The article includes an interview with Professor Jan Henrik Ardenkjær-Larsen, inventor of dissolution Dynamic Nuclear Polarization, one of three methods to achieve hyperpolarization. Dissolution Dynamic Nuclear Polarization is the most versatile method to hyperpolarize injectable solutions of bioprobes central to cellular metabolism. These bioprobes allow doctors to study non-invasively (without biopsy) the alterations in the biochemical processes in the diseased cells before and after treatment, and as such may offer within minutes a direct window into the condition of a patient's cancerous cells, eg. in the case of monitoring the efficacy of cancer treatment in patients.
Professor Jan Henrik Ardenkjær-Larsen is the Leader of Center for Hyperpolarization in Magnetic Resonance (HYPERMAG), a Center of Excellence at DTU funded by Danish National Research Foundation.
HYPERMAG is focused on key scientific questions that will enable a better understanding and control of the hyperpolarized magnetic resonance signal and new ways to extract valuable data from it. Potential high-value application areas include medicine, but also chemistry and biology.

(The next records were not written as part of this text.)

impl Trainer {
    /// Wire the collaborators together; resumes when `config.resume` is set
    pub fn new(
        config: &TrainConfig,
        mut context: RunContext,
        parts: TrainingParts,
        sink: Box<dyn MetricsSink>,
    ) -> Result<Self> {
        config.validate()?;
        let resume = config.resume_path();
        if let Some(path) = &resume {
            if !path.exists() {
                return Err(TrainError::CheckpointNotFound(path.clone()));
            }
        }

        let joint = JointStep::new(config.losses.beta)?;
        let model_params = parts.model.parameters();
        let center_params = parts.secondary_loss.parameters();

        let mut optimizer = Adam::with_named(
            model_params.clone(),
            ParamsAdam {
                lr: config.optimizer.lr,
                weight_decay: config.optimizer.weight_decay,
                ..ParamsAdam::default()
            },
        )?;
        let mut optimizer_centerloss =
            Sgd::with_named(center_params.clone(), ParamsSgd::new(config.optimizer.center_lr))?;

        let mut lr_scheduler = WarmupMultiStepLr::new(config.optimizer.lr, &config.lr_scheduler)?;
        lr_scheduler.apply(&mut optimizer);
        let schedule_step = config.trainer_settings().schedule_step;

        let total_params: usize = model_params.iter().map(|(_, v)| v.elem_count()).sum();
        tracing::info!(
            parameters = total_params,
            tensors = model_params.len(),
            feature_dim = parts.model.feature_dim(),
            "Model summary"
        );
        tracing::info!(
            schedule_step = ?schedule_step,
            beta = joint.beta(),
            "LR schedule configured"
        );

        let store = CheckpointStore::new(context.checkpoint_dir())?;

        let mut best_accuracy = None;
        if let Some(path) = resume {
            tracing::info!(path = %path.display(), "Loading checkpoint");
            let state = CheckpointStore::load(&path, context.device())?;
            restore_parameters(&model_params, &state.model, &path, "model")?;
            restore_parameters(&center_params, &state.center_loss, &path, "center_loss")?;
            optimizer.import_state(&state.optimizer)?;
            optimizer_centerloss.import_state(&state.optimizer_centerloss)?;
            lr_scheduler.load_state(state.lr_scheduler);
            best_accuracy = state.best_accuracy;
            context.resume_from(state.epoch)?;
            tracing::info!(
                start_epoch = context.start_epoch(),
                "Checkpoint loaded, resuming training"
            );
        }

        Ok(Self {
            context,
            model: parts.model,
            primary_loss: parts.primary_loss,
            secondary_loss: parts.secondary_loss,
            data: parts.data,
            model_params,
            center_params,
            optimizer,
            optimizer_centerloss,
            lr_scheduler,
            schedule_step,
            joint,
            train_metrics: MetricTracker::new(&METRICS),
            valid_metrics: MetricTracker::new(&METRICS),
            sink,
            store,
            observers: Vec::new(),
            best_accuracy,
        })
    }

    /// Build the built-in model, losses, synthetic data and scalar writer
    pub fn from_config(config: &TrainConfig, context: RunContext) -> Result<Self> {
        // Fail before building anything
        if let Some(path) = config.resume_path() {
            if !path.exists() {
                return Err(TrainError::CheckpointNotFound(path));
            }
        }

        let device = context.device().clone();
        let mut rng = StdRng::seed_from_u64(config.seed);
        let data = SyntheticReid::new(&config.data, config.seed)?;
        let num_classes = data.num_classes();

        let model = Baseline::new(
            config.data.input_dim,
            num_classes,
            &config.model,
            &mut rng,
            &device,
        )?;
        let primary_loss = SoftmaxTripletLoss::new(
            num_classes,
            config.losses.margin,
            config.losses.epsilon,
        );
        let center_loss = CenterLoss::new(num_classes, model.feature_dim(), &mut rng, &device)?;
        let sink = ScalarWriter::new(context.log_dir())?;

        let parts = TrainingParts {
            model: Box::new(model),
            primary_loss: Box::new(primary_loss),
            secondary_loss: Box::new(center_loss),
            data: Box::new(data),
        };
        Self::new(config, context, parts, Box::new(sink))
    }

    pub fn add_observer(&mut self, observer: Box<dyn TrainingObserver>) {
        self.observers.push(observer);
    }

    pub fn context(&self) -> &RunContext {
        &self.context
    }

    pub fn best_accuracy(&self) -> Option<f64> {
        self.best_accuracy
    }

    pub fn checkpoint_store(&self) -> &CheckpointStore {
        &self.store
    }

    /// Current learning rate of the primary optimizer
    pub fn learning_rate(&self) -> f64 {
        self.optimizer.learning_rate()
    }

    /// Deep copies of the model parameters
    pub fn model_snapshot(&self) -> Result<BTreeMap<String, Tensor>> {
        snapshot_parameters(&self.model_params)
    }

    /// Deep copies of the center-loss parameters
    pub fn center_snapshot(&self) -> Result<BTreeMap<String, Tensor>> {
        snapshot_parameters(&self.center_params)
    }

    /// Run epochs `start_epoch..=epochs`
    pub fn run(&mut self) -> Result<TrainingSummary> {
        let run_id = self.context.run_id().to_string();
        notify(
            &mut self.observers,
            &TrainingEvent::RunStarted {
                run_id: &run_id,
                start_epoch: self.context.start_epoch(),
                epochs: self.context.epochs(),
            },
        );

        let mut epochs = Vec::with_capacity(self.context.remaining_epochs());
        let mut last_checkpoint = None;
        for epoch in self.context.start_epoch()..=self.context.epochs() {
            let train = self.train_epoch(epoch)?;

            if self.schedule_step == ScheduleStep::Epoch {
                self.step_schedule();
            }

            let valid = self.validate(epoch)?;

            self.sink.add_scalars(
                "Loss",
                &[("Train", train["loss"]), ("Val", valid["loss"])],
                epoch,
            )?;
            self.sink.add_scalars(
                "Accuracy",
                &[("Train", train["accuracy"]), ("Val", valid["accuracy"])],
                epoch,
            )?;

            let mut log = train.clone();
            log.extend(valid.iter().map(|(k, v)| (format!("val_{}", k), *v)));
            notify(&mut self.observers, &TrainingEvent::EpochFinished { epoch, log: &log });

            let val_accuracy = valid["accuracy"];
            let is_best = self.best_accuracy.map_or(true, |best| val_accuracy > best);
            if is_best {
                self.best_accuracy = Some(val_accuracy);
            }

            let state = self.optimization_state(epoch)?;
            let path = self.store.save(&state, is_best)?;
            notify(
                &mut self.observers,
                &TrainingEvent::CheckpointSaved {
                    epoch,
                    path: &path,
                    is_best,
                },
            );
            last_checkpoint = Some(path);

            if let Some(mirror) = self.context.mirror_dir() {
                mirror_dir(self.context.log_dir(), mirror)?;
            }

            epochs.push(EpochResult {
                epoch,
                train,
                valid,
                is_best,
            });
        }

        notify(
            &mut self.observers,
            &TrainingEvent::RunFinished {
                best_accuracy: self.best_accuracy,
            },
        );
        Ok(TrainingSummary {
            epochs,
            best_accuracy: self.best_accuracy,
            last_checkpoint,
        })
    }

    fn train_epoch(&mut self, epoch: usize) -> Result<BTreeMap<String, f64>> {
        self.train_metrics.reset();
        let batches = self.data.num_batches(Phase::Train);
        notify(
            &mut self.observers,
            &TrainingEvent::PhaseStarted {
                epoch,
                phase: Phase::Train,
                batches,
            },
        );

        let device = self.context.device().clone();
        for (batch_idx, batch) in self.data.batches(Phase::Train, epoch).enumerate() {
            let batch = batch?.to_device(&device)?;

            self.joint.zero_grad();
            let output = self.model.forward(&batch.inputs, Mode::Train)?;
            let primary = self
                .primary_loss
                .compute(&output.scores, &output.features, &batch.labels)?;
            let secondary = self.secondary_loss.compute(&output.features, &batch.labels)?;
            let loss = self.joint.combine(&primary, &secondary)?;

            self.joint.backward(&loss)?;
            self.joint.rescale_secondary(&self.center_params)?;
            self.joint
                .step(&mut self.optimizer, &mut self.optimizer_centerloss)?;

            let loss = scalar(&loss)?;
            let accuracy = batch_accuracy(&output.scores, &batch.labels)?;
            self.train_metrics.update("loss", loss)?;
            self.train_metrics.update("accuracy", accuracy)?;

            if self.schedule_step == ScheduleStep::Iteration {
                let lr = self.lr_scheduler.step();
                self.lr_scheduler.apply(&mut self.optimizer);
                tracing::trace!(epoch, batch = batch_idx, lr, "Stepped lr schedule");
            }

            notify(
                &mut self.observers,
                &TrainingEvent::BatchFinished {
                    epoch,
                    phase: Phase::Train,
                    batch: batch_idx,
                    loss: self.train_metrics.avg("loss")?,
                    accuracy: self.train_metrics.avg("accuracy")?,
                },
            );
        }

        notify(
            &mut self.observers,
            &TrainingEvent::PhaseFinished {
                epoch,
                phase: Phase::Train,
            },
        );
        self.train_metrics.result()
    }

    /// Validation pass; model and losses are only borrowed immutably
    pub fn validate(&mut self, epoch: usize) -> Result<BTreeMap<String, f64>> {
        let device = self.context.device().clone();
        validate_epoch(
            ValidationInputs {
                model: self.model.as_ref(),
                primary_loss: self.primary_loss.as_ref(),
                secondary_loss: self.secondary_loss.as_ref(),
                joint: &self.joint,
                device: &device,
            },
            self.data.as_mut(),
            &mut self.valid_metrics,
            &mut self.observers,
            epoch,
        )
    }

    fn step_schedule(&mut self) {
        let lr = self.lr_scheduler.step();
        self.lr_scheduler.apply(&mut self.optimizer);
        tracing::debug!(
            last_epoch = self.lr_scheduler.last_epoch(),
            lr,
            "Stepped lr schedule"
        );
    }

    fn optimization_state(&self, epoch: usize) -> Result<OptimizationState> {
        Ok(OptimizationState {
            epoch,
            model: snapshot_parameters(&self.model_params)?,
            center_loss: snapshot_parameters(&self.center_params)?,
            optimizer: self.optimizer.export_state()?,
            optimizer_centerloss: self.optimizer_centerloss.export_state()?,
            lr_scheduler: self.lr_scheduler.state(),
            best_accuracy: self.best_accuracy,
            run_id: self.context.run_id().to_string(),
        })
    }
}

HYPERMAG collaborates with hospitals around the world. The picture above is an example of HYPERMAG research in pre-clinical test. It shows
PhD student Rie Beck Hansen's scan set-up from an external research stay at University of California San Francisco earlier in 2017 - a Carbon-13 abdominal scan setup with multi-channel receive coil for sequence and coil testing using a custom-made phantom. The phantom contains natural abundance ethylene glycol and carbon-13-enriched substrates, and can be used to test the performance of her technological development.